Marcos narra o episódio do cego de Jericó, colocando-o pedagogicamente após a tensão surgida entre os apóstolos por causa de saber quem entre eles é o maior e antes de se “fazerem ao caminho” que o Mestre decididamente ia tomar rumo a Jerusalém. Aqui, se desvendará quem é o primeiro no reino de Deus: o que, por amor, a tudo se sujeita, mesmo à morte de cruz. O autor pretende “desenhar” o perfil do verdadeiro discípulo.
Bartimeu sente as limitações e sofre as consequências resultantes do seu estado numa sociedade legalista e discriminatória, A necessidade força-o a pedir esmola saindo para os caminhos por onde passavam os transeuntes. Um dia ouve dizer que Jesus de Nazaré ia a passar e dá largas à sua voz reprimida, gritando: “Filho de David, tem compaixão de mim”. Esta súplica mostra a sua confiança em ser atendido, pois como outrora David protegia os seus súbditos necessitados, assim agora – pensa o cego – Jesus lhe iria valer, compadecendo-se da sua situação.
A multidão tenta abafar o seu grito, repreende-o e manda-o calar. Ele, porém, não está disposto a perder a oportunidade e insiste. Vence com a sua persistência as tentativas de o silenciarem. Que lição para os tempos que correm! Resistir à onda avassaladora da dignidade humana, do destino universal dos bens, da solidariedade subsidiária, do direito dos cidadãos à escolha da educação, da expressão pública da fé. Dar voz aos gritos abafados dos idosos solitários, às lágrimas dos espoliados dos bens de sustento, às dores das vítimas da conjuntura económica, aos gemidos dos “sem vez” nesta crise alarmante.
Jesus detém-se, manda-o chamar e espera. O recado chega depressa. Que dita não terá vivido Bartimeu naquele instante! E ainda por cima com o apoio amigo de quem lhe transmite a mensagem. Momentos únicos na vida. “Coragem! Ele chama-te”.

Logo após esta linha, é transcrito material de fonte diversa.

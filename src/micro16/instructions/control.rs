//! # Control Flow Instructions
//!
//! Near transfers change PC only; far transfers also load CS. Relative offsets count from
//! the address after the instruction.

use crate::addressing::Operands;
use crate::micro16::opcodes::Op;
use crate::micro16::{Micro16, Micro16Flags, CS, CX};
use crate::{ExecutionError, MemoryBus};

pub(super) fn execute<M: MemoryBus>(
    cpu: &mut Micro16<M>,
    op: Op,
    operands: Operands,
) -> Result<(), ExecutionError> {
    match (op, operands) {
        // ========== Jumps ==========
        (Op::Jmp, Operands::Address(target)) => cpu.pc = target,
        (Op::JmpFar, Operands::Far { segment, offset }) => {
            cpu.pc = offset;
            cpu.seg[CS as usize] = segment;
        }
        (Op::JmpReg, Operands::Register(reg)) => cpu.pc = cpu.r[reg as usize],
        (Op::Jr, Operands::Relative(offset)) => jump_relative(cpu, offset),
        (Op::Jump(cond), Operands::Address(target)) => {
            if cpu.condition(cond) {
                cpu.pc = target;
            }
        }

        // ========== Calls and Returns ==========
        (Op::Call, Operands::Address(target)) => {
            cpu.push(cpu.pc)?;
            cpu.pc = target;
        }
        (Op::CallFar, Operands::Far { segment, offset }) => {
            cpu.push(cpu.seg[CS as usize])?;
            cpu.push(cpu.pc)?;
            cpu.pc = offset;
            cpu.seg[CS as usize] = segment;
        }
        (Op::CallReg, Operands::Register(reg)) => {
            cpu.push(cpu.pc)?;
            cpu.pc = cpu.r[reg as usize];
        }
        (Op::Ret, _) => cpu.pc = cpu.pop()?,
        (Op::Retf, _) => {
            cpu.pc = cpu.pop()?;
            cpu.seg[CS as usize] = cpu.pop()?;
        }
        (Op::RetN, Operands::Immediate(n)) => {
            cpu.pc = cpu.pop()?;
            cpu.sp = cpu.sp.wrapping_add(n);
        }

        // ========== Loops ==========
        (Op::Loop | Op::Loopz | Op::Loopnz, Operands::Relative(offset)) => {
            let cx = cpu.r[CX as usize].wrapping_sub(1);
            cpu.r[CX as usize] = cx;
            let z = cpu.flag_z();
            let taken = cx != 0
                && match op {
                    Op::Loopz => z,
                    Op::Loopnz => !z,
                    _ => true,
                };
            if taken {
                jump_relative(cpu, offset);
            }
        }

        // ========== Software Interrupts ==========
        (Op::Int, Operands::Immediate(vector)) => cpu.interrupt(vector as u8)?,
        (Op::Iret, _) => {
            cpu.pc = cpu.pop()?;
            cpu.seg[CS as usize] = cpu.pop()?;
            cpu.flags = Micro16Flags::from_bits_retain(cpu.pop()?);
        }
        (op, operands) => unreachable!("invalid operands for {:?}: {:?}", op, operands),
    }
    Ok(())
}

fn jump_relative<M: MemoryBus>(cpu: &mut Micro16<M>, offset: i8) {
    cpu.pc = cpu.pc.wrapping_add(offset as i16 as u16);
}

#[cfg(test)]
mod tests {
    use crate::cpu::Machine;
    use crate::micro16::Micro16;

    #[test]
    fn test_loop_counts_down_cx() {
        // 0100: MOV CX,#5
        // 0104: INC AX
        // 0106: LOOP -4
        // 0108: HLT
        let mut cpu = Micro16::new();
        cpu.load_program(
            &[0x11, 0x02, 0x05, 0x00, 0x5B, 0x00, 0xD0, 0xFC, 0x01],
            0x0100,
        );
        cpu.run(0);
        assert_eq!(cpu.register(0), 5);
        assert_eq!(cpu.register(2), 0);
        assert_eq!(cpu.pc(), 0x0109);
    }

    #[test]
    fn test_loopnz_stops_on_zero() {
        // 0100: MOV CX,#10 ; MOV AX,#3
        // 0108: DEC AX
        // 010A: LOOPNZ -4
        // 010C: HLT
        let mut cpu = Micro16::new();
        cpu.load_program(
            &[
                0x11, 0x02, 0x0A, 0x00, 0x11, 0x00, 0x03, 0x00, 0x5C, 0x00, 0xD2, 0xFC, 0x01,
            ],
            0x0100,
        );
        cpu.run(0);
        assert_eq!(cpu.register(0), 0);
        assert_eq!(cpu.register(2), 7);
    }

    #[test]
    fn test_signed_conditions() {
        // MOV AX,#0xFFFF ; CMP AX,#1 ; JL 0x0200 ; HLT
        let mut cpu = Micro16::new();
        cpu.load_program(
            &[
                0x11, 0x00, 0xFF, 0xFF, 0x59, 0x00, 0x01, 0x00, 0xB8, 0x00, 0x02, 0x01,
            ],
            0x0100,
        );
        cpu.load_program(&[0x01], 0x0200);
        cpu.run(0);
        // -1 < 1 signed
        assert_eq!(cpu.pc(), 0x0201);

        // Same compare with JA (unsigned above): 0xFFFF > 1, taken
        cpu.reset();
        cpu.load_program(&[0xBC], 0x0108);
        cpu.run(0);
        assert_eq!(cpu.pc(), 0x0201);

        // JBE not taken
        cpu.reset();
        cpu.load_program(&[0xBD], 0x0108);
        cpu.run(0);
        assert_eq!(cpu.pc(), 0x010C);
    }

    #[test]
    fn test_near_call_ret() {
        // 0100: CALL 0x0200 ; HLT
        // 0200: MOV BX,#2 ; RET
        let mut cpu = Micro16::new();
        cpu.load_program(&[0xC0, 0x00, 0x02, 0x01], 0x0100);
        cpu.load_program(&[0x11, 0x01, 0x02, 0x00, 0xC3], 0x0200);
        cpu.run(0);
        assert_eq!(cpu.register(1), 2);
        assert_eq!(cpu.pc(), 0x0104);
        assert_eq!(cpu.sp(), 0xFFFE);
    }

    #[test]
    fn test_far_call_retf() {
        // 0100: CALL 0x0100:0x0000 ; HLT
        // 01000: RETF
        let mut cpu = Micro16::new();
        cpu.load_program(&[0xC1, 0x00, 0x00, 0x00, 0x01, 0x01], 0x0100);
        cpu.load_program(&[0xC4], 0x1000);
        cpu.step();
        assert_eq!(cpu.cs(), 0x0100);
        assert_eq!(cpu.pc(), 0x0000);

        cpu.run(0);
        assert_eq!(cpu.cs(), 0);
        assert_eq!(cpu.pc(), 0x0106);
        assert_eq!(cpu.sp(), 0xFFFE);
    }

    #[test]
    fn test_ret_n_drops_arguments() {
        // 0100: PUSH AX ; CALL 0x0200 ; HLT
        // 0200: RET 2
        let mut cpu = Micro16::new();
        cpu.load_program(&[0x40, 0x00, 0xC0, 0x00, 0x02, 0x01], 0x0100);
        cpu.load_program(&[0xC5, 0x02, 0x00], 0x0200);
        cpu.run(0);
        assert_eq!(cpu.sp(), 0xFFFE);
        assert_eq!(cpu.pc(), 0x0106);
    }

    #[test]
    fn test_jmp_register_and_relative() {
        // 0100: MOV DI,#0x0110 ; JMP DI
        // 0110: JR +1 ; NOP ; HLT
        let mut cpu = Micro16::new();
        cpu.load_program(&[0x11, 0x05, 0x10, 0x01, 0xA2, 0x05], 0x0100);
        cpu.load_program(&[0xA3, 0x01, 0x00, 0x01], 0x0110);
        cpu.run(0);
        assert_eq!(cpu.pc(), 0x0114);
        assert_eq!(cpu.instructions(), 4);
    }

    #[test]
    fn test_int_iret() {
        let mut cpu = Micro16::new();
        // IVT[0x21] = 0000:0300
        cpu.load_program(&[0x00, 0x03, 0x00, 0x00], 0x21 * 4);
        // STI ; STC ; INT 0x21 ; HLT
        cpu.load_program(&[0x07, 0x09, 0x04, 0x21, 0x01], 0x0100);
        // handler: CLC ; IRET
        cpu.load_program(&[0x08, 0x05], 0x0300);
        cpu.run(0);
        assert_eq!(cpu.pc(), 0x0105);
        assert!(cpu.flag_c());
        assert!(cpu.flag_i());
        assert_eq!(cpu.sp(), 0xFFFE);
    }
}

O encontro dá-se, o diálogo clarifica o pedido e a compaixão manifesta-se. Jesus declara-o curado, devido à sua fé confiante. O cego recupera a vista e segue Jesus pelo caminho, rumo a Jerusalém, onde verá “coisas maiores”: o amor feito doação que brilha na morte tenebrosa da cruz e na ressurreição refulgente da sepultura na manhã da páscoa.